Wednesday, December 15, 2010
The current American Dream has not changed completely over the decades, but has been redefined by it's new ages. It remains to be the simple thought of building yourself up to be something that you can look at as a success and be proud of as the true hard working citizen you are. Much like the new improvements in people, economy and the environment there are new improvements in the ideas which will vary in little ways over time, but keep the same structure of living a better life by making goals in your own life to reach that American Dream.
The 1990's was more of a modern time filled with new ideas and creations. That's what Americans were after, the new invention. In 1992 the world wide web was invented. With the new types of media or even the introduction to the internet people saw technology as something to start using or depend on. During this time not only were technologies coming alive, but new generations of people were being reinvented. Graduation rates for high schools had increased.
The 80's was an eye opener to a lot of new things. New music, new styles, new points of view on life and new technology. Music was a big hit for the 80's and so was the technology. Middle class was the basic American dream. A home, family, job and fun was basically what everyone needed to live a happy life.
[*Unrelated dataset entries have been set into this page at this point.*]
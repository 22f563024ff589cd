use nalgebra::{DMatrix, RealField};
use spatial_algebra::{ForceVector, MotionVector};

use crate::{
    RobotModelErrors,
    algorithms::{DynamicsOptions, epsilon},
    batch::JointBatch,
    model::RobotModel,
};

impl<T> RobotModel<T>
where
    T: RealField + Copy,
{
    /// Joint accelerations produced by the applied joint forces, using the articulated body algorithm.
    pub fn forward_dynamics<Q: JointBatch<T>>(
        &mut self,
        q: &Q,
        qd: &Q,
        force: &Q,
        options: DynamicsOptions,
    ) -> Result<Q, RobotModelErrors> {
        let q = self.rows("q", q)?;
        let qd = self.rows_like("qd", qd, &q)?;
        let force = self.rows_like("force", force, &q)?;
        self.resolve_parameters();
        self.propagate_state(&q, &qd);

        let mut tau = force.into_owned();
        if options.use_damping {
            for (dof, &i) in self.controlled.iter().enumerate() {
                let damping = self.links[i].damping();
                for b in 0..tau.nrows() {
                    tau[(b, dof)] -= damping * qd[(b, dof)];
                }
            }
        }

        self.aba_first_pass();
        self.aba_second_pass(&tau);
        Ok(Q::from_rows(self.aba_third_pass(options.include_gravity, tau.nrows())))
    }

    fn aba_first_pass(&mut self) {
        for link in self.links.iter_mut().skip(1) {
            let inertia = link.inertia();
            let inertia_matrix = inertia.matrix();
            let cache = &mut link.cache;
            let aba = &mut cache.aba;
            aba.c = cache
                .v
                .iter()
                .zip(&cache.vj)
                .map(|(v, vj)| v.cross_motion(vj))
                .collect();
            aba.p_big_a = cache
                .v
                .iter()
                .map(|v| v.cross_force(&(inertia * *v)))
                .collect();
            aba.inertia_articulated = vec![inertia_matrix; cache.v.len()];
        }
    }

    fn aba_second_pass(&mut self, tau: &DMatrix<T>) {
        let batch = tau.nrows();
        let eps = epsilon::<T>();
        for i in (1..self.links.len()).rev() {
            let (before, after) = self.links.split_at_mut(i);
            let link = &mut after[0];
            let s = link.joint.motion_subspace().vector();
            let dof = link.dof;
            let parent = link.parent;
            let cache = &mut link.cache;
            let aba = &mut cache.aba;

            aba.big_u = aba.inertia_articulated.iter().map(|ia| ia * s).collect();
            aba.big_d = aba.big_u.iter().map(|u| s.dot(u)).collect();
            aba.lil_u = (0..batch)
                .map(|b| {
                    let tau = dof.map_or(T::zero(), |dof| tau[(b, dof)]);
                    tau - s.dot(&aba.p_big_a[b].vector())
                })
                .collect();

            // the fixed base absorbs whatever is projected onto it
            let Some(parent) = parent.filter(|&p| p != 0) else {
                continue;
            };
            let parent = &mut before[parent].cache.aba;
            for b in 0..batch {
                let big_u = aba.big_u[b];
                let d_inv = T::one() / (aba.big_d[b] + eps);
                let i_lil_a = aba.inertia_articulated[b] - big_u * big_u.transpose() * d_inv;
                let p_lil_a = aba.p_big_a[b]
                    + ForceVector::from(i_lil_a * aba.c[b].vector())
                    + ForceVector::from(big_u * (aba.lil_u[b] * d_inv));

                let joint_pose = cache.joint_pose[b];
                parent.inertia_articulated[b] += joint_pose.transform_inertia(&i_lil_a);
                parent.p_big_a[b] += joint_pose * p_lil_a;
            }
        }
    }

    fn aba_third_pass(&mut self, include_gravity: bool, batch: usize) -> DMatrix<T> {
        let eps = epsilon::<T>();
        let a0 = self.base_acceleration(include_gravity);
        self.links[0].cache.a = vec![a0; batch];

        let mut qdd = DMatrix::zeros(batch, self.n_dofs());
        for i in 1..self.links.len() {
            let (before, after) = self.links.split_at_mut(i);
            let link = &mut after[0];
            let Some(parent) = link.parent.map(|p| &before[p]) else {
                continue;
            };
            let s = link.joint.motion_subspace();
            let dof = link.dof;
            let cache = &mut link.cache;
            let aba = &cache.aba;

            let mut a = Vec::with_capacity(batch);
            let mut link_qdd = Vec::with_capacity(batch);
            for b in 0..batch {
                let a_prime: MotionVector<T> =
                    cache.joint_pose[b].inv() * parent.cache.a[b] + aba.c[b];
                match dof {
                    Some(dof) => {
                        let qdd_b = (aba.lil_u[b] - aba.big_u[b].dot(&a_prime.vector()))
                            / (aba.big_d[b] + eps);
                        qdd[(b, dof)] = qdd_b;
                        link_qdd.push(qdd_b);
                        a.push(a_prime + s * qdd_b);
                    }
                    None => {
                        link_qdd.push(T::zero());
                        a.push(a_prime);
                    }
                }
            }
            cache.a = a;
            cache.qdd = link_qdd;
        }
        qdd
    }
}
"In the Eighties, we redefined the American Dream, and those years defined us. We are the generation in between strife and facing strife and not turning our backs. The Eighties may have made us idealistic, but it's that idealism that will push us and be passed on to our children - the first children of the twenty-first century. Never forget: We are the children of the Eighties."
The 1970's introduced some major accomplishments in America. Many new inventions were being created and people started to question many points in society. The Vietnam war was coming to an end and the Cold war seemed to be making headlines. Women continued their fight for equality and feminism took hold. People began to demand an end to the discrimination.
The period of the flower child!!!
During the 1960 many babies from World War 2 were now young adults and teenagers. Hungry for stability and less violence, the generation began the time period with new expressions of art and the common motto of "Peace, love, and Happiness." This was the time of the hippies. These peace loving "Hippies" were also very well educated and spent time questioning the habits and political choices the government made and whether or not America should be involved in the current wars that were going on. Putting an end to the corruption in the government and living wholesome family filled lives. During this time many young adults decided to experience new experimental drugs, bringing on psychedelic art and and rebellion again conformity, restrictions based on social ideas, and basically any other rules they could go against. People wanted to take hold of their future and succeed in their pursuit of the peaceful and free American dream.
In the 1940s, the radio was a popular invention. It provided not only local news, but international news. That technology made a huge impact to America. Also that happy family illustrate that the american dream includes a happy family. Americans mostly want to be rich is because they want to have a good life with their family members.
During this time the American Dream was going through one of it's rough times. People were hit by The Great Depression and were trying to pull themselves together. Money was scarce and budgets were tight, but many still looked towards the brighter side. Many people tried to cheer up by going to the movies or listen to the radio. It was around this time where things gave a turn for the worse and yet people still made the best of a bad situation.
Wednesday, December 8, 2010
The "American Dream" is an idea that has always been different throughout time, but it changes in various forms and in the end involves success. The "American Dream" was a term used by the American people and people wanting to become American. The "American Dream" was always the idea that you can become a success and walk the streets that are paved with gold. This is true in a partial way, but the true "American Dream" is that with some work and determination anyone can build themselves up in the economic class system.